Content-Transfer-Encoding: 7bit
Content-Disposition: inline
Archived-At: <http://mailarchive.ietf.org/arch/msg/urn/r3MnqLMg10T6nRBCLDJ7MNonL9c>
Cc: jonathanmtclark@gmail.com
Subject: Re: [urn] Request for review and comments draft-ietf-urnbis-rfc2141bis-urn-16
Precedence: list

Disclaimer: everything I write in this note is a personal
opinion, with no connection to my editor role(s) except where
notes are explicitly identified as "Editor:"/

--On Monday, April 25, 2016 10:18 +0000 "Hakala, Juha E"
<juha.hakala@helsinki.fi> wrote:

> Hello John; all, 
> 
> Further comments below. 
> 
>> -----Original Message-----
>> From: John C Klensin [mailto:john-ietf@jck.com]
>> Sent: 21. huhtikuuta 2016 20:30
>> To: Hakala, Juha E <juha.hakala@helsinki.fi>; urn@ietf.org
>> Subject: RE: [urn] Request for review and comments
>> draft-ietf-urnbis- rfc2141bis-urn-16
>> 
>> Juha,
>> 
>> Thanks for the careful reading.  A few comments inline below.
>> 
>> --On Thursday, April 21, 2016 06:57 +0000 "Hakala, Juha E"
>> <juha.hakala@helsinki.fi> wrote:
>> 
>> > Hello John; all,
>> > 
>> > this new version of rfc2141bis is an improvement, and I
>> > believe we are getting closer to the goal of this process.
>> > 
>> > I am fine with the decision to postpone work on
>> > r-component, although that means further delay of some
>> > development projects the library community has been talking
>> > about.
>> 
>> Speaking personally (not as editor), I'd like to understand
>> those projects, particularly the needs they are trying to
>> address, in more detail.  That should, however, probably be
>> off-list or delayed until we've gotten 2141bis and its
>> relatives finished.
> 
> In short, resolvers must be made a lot smarter. All PIDs are
> facing the same problem. Future resolvers must offer more
> options to the users instead of just supporting persistent
> linking to the identified resource. Improvements in systems
> with which libraries, publishers etc. are managing digital
> resources both enable and require such improvements in
> resolvers. Currently our (and for instance publishers')
> applications are not too smart, but things will change in few
> years' time, and URN syntax should be ready to accommodate
> these new requirements when they materialize.  
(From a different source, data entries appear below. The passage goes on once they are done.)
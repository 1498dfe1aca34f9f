use std::time::Duration;

use roomchat_protocol::{FramingError, PayloadError};

/// Errors for client core operations.
#[derive(Debug, thiserror::Error)]
pub enum ClientCoreError {
	/// Invalid or incomplete configuration.
	#[error("invalid configuration: {0}")]
	Config(String),

	/// Connection establishment failed.
	#[error("failed to connect: {0}")]
	Connect(String),

	/// Established connection failed or dropped.
	#[error("transport error: {0}")]
	Transport(String),

	/// Frame could not be encoded or decoded.
	#[error(transparent)]
	Framing(#[from] FramingError),

	/// Inbound payload failed shape validation.
	#[error("malformed payload: {0}")]
	Payload(#[from] PayloadError),

	/// Nothing to send.
	#[error("message is empty")]
	EmptyMessage,

	/// The session has been closed.
	#[error("session closed")]
	Closed,

	/// Other error.
	#[error("error: {0}")]
	Other(String),
}

impl From<anyhow::Error> for ClientCoreError {
	fn from(e: anyhow::Error) -> Self {
		ClientCoreError::Other(format!("{e:#}"))
	}
}

/// Why a room join did not produce a room.
#[derive(Debug, Clone, PartialEq, Eq, thiserror::Error)]
pub enum JoinError {
	/// The backend explicitly refused the join.
	#[error("join rejected: {0}")]
	Rejected(String),

	/// No response within the join window. The connection is kept.
	#[error("join timed out after {0:?}")]
	Timeout(Duration),

	/// A newer `join` replaced this one before it resolved.
	#[error("join superseded by a newer join request")]
	Superseded,

	/// The session closed before the join resolved.
	#[error("session closed before the join completed")]
	Closed,
}
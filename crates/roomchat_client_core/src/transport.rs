use std::future::Future;
use std::pin::Pin;
use std::sync::Arc;

use futures_util::{SinkExt, StreamExt};
use roomchat_util::endpoint::WsEndpoint;
use tokio::sync::mpsc;
use tokio::task::JoinHandle;
use tokio_tungstenite::tungstenite::client::IntoClientRequest;
use tokio_tungstenite::tungstenite::http::HeaderValue;
use tokio_tungstenite::tungstenite::http::header::AUTHORIZATION;
use tokio_tungstenite::tungstenite::protocol::Message;
use tracing::{debug, info, warn};

use crate::config::SecretString;
use crate::error::ClientCoreError;

pub type BoxFuture<'a, T> = Pin<Box<dyn Future<Output = T> + Send + 'a>>;

/// Opens a transport link. Injectable so the session can be driven without a network.
pub type Connector =
	Arc<dyn Fn(ConnectRequest) -> BoxFuture<'static, Result<TransportLink, ClientCoreError>> + Send + Sync>;

#[derive(Debug, Clone)]
pub struct ConnectRequest {
	pub endpoint: WsEndpoint,
	pub credential: SecretString,
}

/// Something that happened on an open link.
#[derive(Debug, Clone, PartialEq, Eq)]
pub enum TransportEvent {
	/// One text frame.
	Frame(String),
	/// The link is gone. No further events follow.
	Closed { reason: String },
}

/// An open, message-oriented link: text frames out, [`TransportEvent`]s in.
///
/// Dropping the link releases the underlying transport.
#[derive(Debug)]
pub struct TransportLink {
	outbound: mpsc::UnboundedSender<String>,
	inbound: mpsc::UnboundedReceiver<TransportEvent>,
	task: Option<JoinHandle<()>>,
}

impl TransportLink {
	pub fn new(
		outbound: mpsc::UnboundedSender<String>,
		inbound: mpsc::UnboundedReceiver<TransportEvent>,
		task: Option<JoinHandle<()>>,
	) -> Self {
		Self { outbound, inbound, task }
	}

	/// A link backed by channels only, with the far end returned as a [`LoopbackPeer`].
	pub fn loopback() -> (Self, LoopbackPeer) {
		let (out_tx, out_rx) = mpsc::unbounded_channel();
		let (in_tx, in_rx) = mpsc::unbounded_channel();
		(
			Self::new(out_tx, in_rx, None),
			LoopbackPeer {
				outbound: out_rx,
				inbound: in_tx,
			},
		)
	}

	pub fn send(&self, text: String) -> Result<(), ClientCoreError> {
		self.outbound
			.send(text)
			.map_err(|_| ClientCoreError::Transport("link closed".to_string()))
	}

	/// Next event; `None` once the link's producer is gone.
	pub async fn recv(&mut self) -> Option<TransportEvent> {
		self.inbound.recv().await
	}
}

impl Drop for TransportLink {
	fn drop(&mut self) {
		if let Some(task) = self.task.take() {
			task.abort();
		}
	}
}

/// The server side of a [`TransportLink::loopback`] link.
#[derive(Debug)]
pub struct LoopbackPeer {
	outbound: mpsc::UnboundedReceiver<String>,
	inbound: mpsc::UnboundedSender<TransportEvent>,
}

impl LoopbackPeer {
	/// Deliver a text frame to the client.
	pub fn push_frame(&self, text: impl Into<String>) -> bool {
		self.inbound.send(TransportEvent::Frame(text.into())).is_ok()
	}

	/// Drop the link from the server side.
	pub fn push_closed(&self, reason: impl Into<String>) -> bool {
		self.inbound.send(TransportEvent::Closed { reason: reason.into() }).is_ok()
	}

	/// Next frame written by the client; `None` once the client released the link.
	pub async fn next_sent(&mut self) -> Option<String> {
		self.outbound.recv().await
	}

	/// A frame already written by the client, without waiting.
	pub fn try_next_sent(&mut self) -> Option<String> {
		self.outbound.try_recv().ok()
	}

	/// Whether the client has released its end.
	pub fn is_released(&self) -> bool {
		self.inbound.is_closed()
	}
}

/// Connector over WebSocket (tokio-tungstenite), with the credential sent as a bearer token.
pub fn websocket_connector() -> Connector {
	Arc::new(|req: ConnectRequest| -> BoxFuture<'static, Result<TransportLink, ClientCoreError>> {
		Box::pin(connect_websocket(req))
	})
}

async fn connect_websocket(req: ConnectRequest) -> Result<TransportLink, ClientCoreError> {
	let mut request = req
		.endpoint
		.as_str()
		.into_client_request()
		.map_err(|e| ClientCoreError::Connect(format!("invalid request for {}: {e}", req.endpoint)))?;

	if !req.credential.is_empty() {
		let value = HeaderValue::from_str(&format!("Bearer {}", req.credential.expose()))
			.map_err(|_| ClientCoreError::Config("credential is not a valid header value".to_string()))?;
		request.headers_mut().insert(AUTHORIZATION, value);
	}

	info!(endpoint = %req.endpoint, "websocket connecting");
	let (ws, _resp) = tokio_tungstenite::connect_async(request)
		.await
		.map_err(|e| ClientCoreError::Connect(format!("{}: {e}", req.endpoint)))?;
	info!(endpoint = %req.endpoint, "websocket connected");

	let (mut sink, mut stream) = ws.split();
	let (out_tx, mut out_rx) = mpsc::unbounded_channel::<String>();
	let (in_tx, in_rx) = mpsc::unbounded_channel::<TransportEvent>();

	let task = tokio::spawn(async move {
		let reason = loop {
			tokio::select! {
				out = out_rx.recv() => {
					let Some(text) = out else {
						let _ = sink.send(Message::Close(None)).await;
						break "closed by client".to_string();
					};
					if let Err(e) = sink.send(Message::Text(text.into())).await {
						break format!("send failed: {e}");
					}
				}

				next = stream.next() => {
					match next {
						Some(Ok(Message::Text(t))) => {
							if in_tx.send(TransportEvent::Frame(t.to_string())).is_err() {
								break "receiver dropped".to_string();
							}
						}
						Some(Ok(Message::Ping(p))) => {
							if let Err(e) = sink.send(Message::Pong(p)).await {
								break format!("pong failed: {e}");
							}
						}
						Some(Ok(Message::Close(frame))) => {
							break frame
								.map(|f| format!("closed by server ({}): {}", f.code, f.reason))
								.unwrap_or_else(|| "closed by server".to_string());
						}
						Some(Ok(Message::Binary(b))) => {
							debug!(len = b.len(), "ignoring binary frame");
						}
						Some(Ok(_)) => {}
						Some(Err(e)) => {
							warn!(error = %e, "websocket read failed");
							break e.to_string();
						}
						None => break "stream ended".to_string(),
					}
				}
			}
		};

		debug!(%reason, "websocket pump finished");
		let _ = in_tx.send(TransportEvent::Closed { reason });
	});

	Ok(TransportLink::new(out_tx, in_rx, Some(task)))
}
This seems entirely reasonable, but it is hard to figure out how
to design things to accommodate future needs in any detail
(beyond leaving placeholders in syntax and documentation for
future extensions) unless one has much more clear distinctions
and understanding about what will be needed beyond "smarter" and
"more options".  In particular, it seems to me that trying to
make those provisions based on your comments requires that we
address the issue as to whether choices and functionality of
resolvers should be under the control of those who manage the
namespace (very much implied by 2141 and the was 2141bis is now
written) and the ideas of Sean and others about specifying the
resolver itself as part of URN syntax.  That decision may (or
might not, but I don't see a way to avoid it) get tied up with
the traditional information science (and epistemological)
question of authority.  More broadly and referring back to some
of my earlier comments, it is not obvious that trying to deal
with all future functional requirements and offerings by loading
them onto URNs or even URIs is the right answer.  Just as we
need an increasingly-powerful HTTP and HTTPS as well as the
associated URLs, there may be places where offering the user
additional options along the lines you outline may require
protocol mechanisms above and beyond what can be (or should
reasonably be attempted to be) accommodated in a URI of any sort.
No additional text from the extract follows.